Except Paizo didn't write the characters to just fill in a box. They made them awesome. And most new authors (Correia's audience for the gender post) wont be able to take something they aren't familiar with and make it awesome. It will come across as either bland or preachy, and no one will read it. And if no one reads your stuff, you will never make money.

Luckily no one actually advises new authors to add diversity just to fill the box. Including the post he responded to about going beyond two genders. Correia added that in all himself.

And that exact criticism has been aimed at Paizo with nearly every appearance of new diversity, particularly the recent trans characters.


Caineach wrote:
This is pretty much the exact point Correia was trying to make. In fact he even uses the "everything is for a reason". The entire post was to basically tell aspiring authors not to follow the advice just because, because then you will be shooting yourself in the foot trying to tie something in that doesn't really fit. Write the story that you want and add the details where needed, but not because of any particular social justice cause.

I'm amused by this in the context of the official reason for this thread: Larry Correia praising Pathfinder for diversity.

The official stated reason for that diversity is exactly what he complains about: making sure they had representative characters of different genders and different races and even now LGBTQ characters.


Deadmanwalking wrote:
HerosBackpack wrote:
Larry can afford to not see things because he doesn't have to see them. Unfortunately, I can't afford to do that.

What doesn't he see? He acknowledges the disparity in numbers between white people and people of minorities. He prefers to chalk it up to economic inequalities as opposed to active racism on the con staff's part...and that seems a reasonable argument.

Maybe he's even wrong...but George presents no proof of his (rather vicious) accusations of the GenCon organizers, and that's usually the job of the person accusing someone of malfeasance, y'know?

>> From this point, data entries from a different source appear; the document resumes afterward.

//! Tip address extraction from profile metadata.

use crate::types::{non_empty, CandidateProfile, PaymentOptions};
use regex::Regex;
use std::sync::LazyLock;

/// Nano account address: `nano_`, a `1` or `3`, then 59 base32 characters.
///
/// No checksum verification, so a look-alike string in the about text is
/// reported as an address.
static NANO_RE: LazyLock<Regex> = LazyLock::new(|| {
    Regex::new(r"nano_[13][13456789abcdefghijkmnopqrstuwxyz]{59}").expect("valid nano regex")
});

/// Collect tip destinations from a profile.
///
/// Lightning entries come from `lud16` then `lud06`, verbatim. Nano
/// addresses are every regex hit in `about`, left to right, duplicates kept.
pub fn extract(candidate: &CandidateProfile) -> PaymentOptions {
    let lightning = [&candidate.lud16, &candidate.lud06]
        .into_iter()
        .filter_map(non_empty)
        .map(str::to_string)
        .collect();

    let altcoin = non_empty(&candidate.about)
        .map(|about| {
            NANO_RE
                .find_iter(about)
                .map(|m| m.as_str().to_string())
                .collect()
        })
        .unwrap_or_default();

    let options = PaymentOptions { lightning, altcoin };
    tracing::debug!(
        author = %candidate.author_key,
        lightning = options.lightning.len(),
        nano = options.altcoin.len(),
        "extracted tip options"
    );
    options
}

Vicious accusations like "Usually, they are well-meaning people who do not realize how their roles and decisions impact the larger gaming community and its lack of diversity."

Damn, that's some serious active racism right there. I still think most of this kerfluffle is about Correia substituting his definition of racism for George's and then being offended when George uses the word.

You can not accept that definition, but you can't pretend George means something else when he uses the term.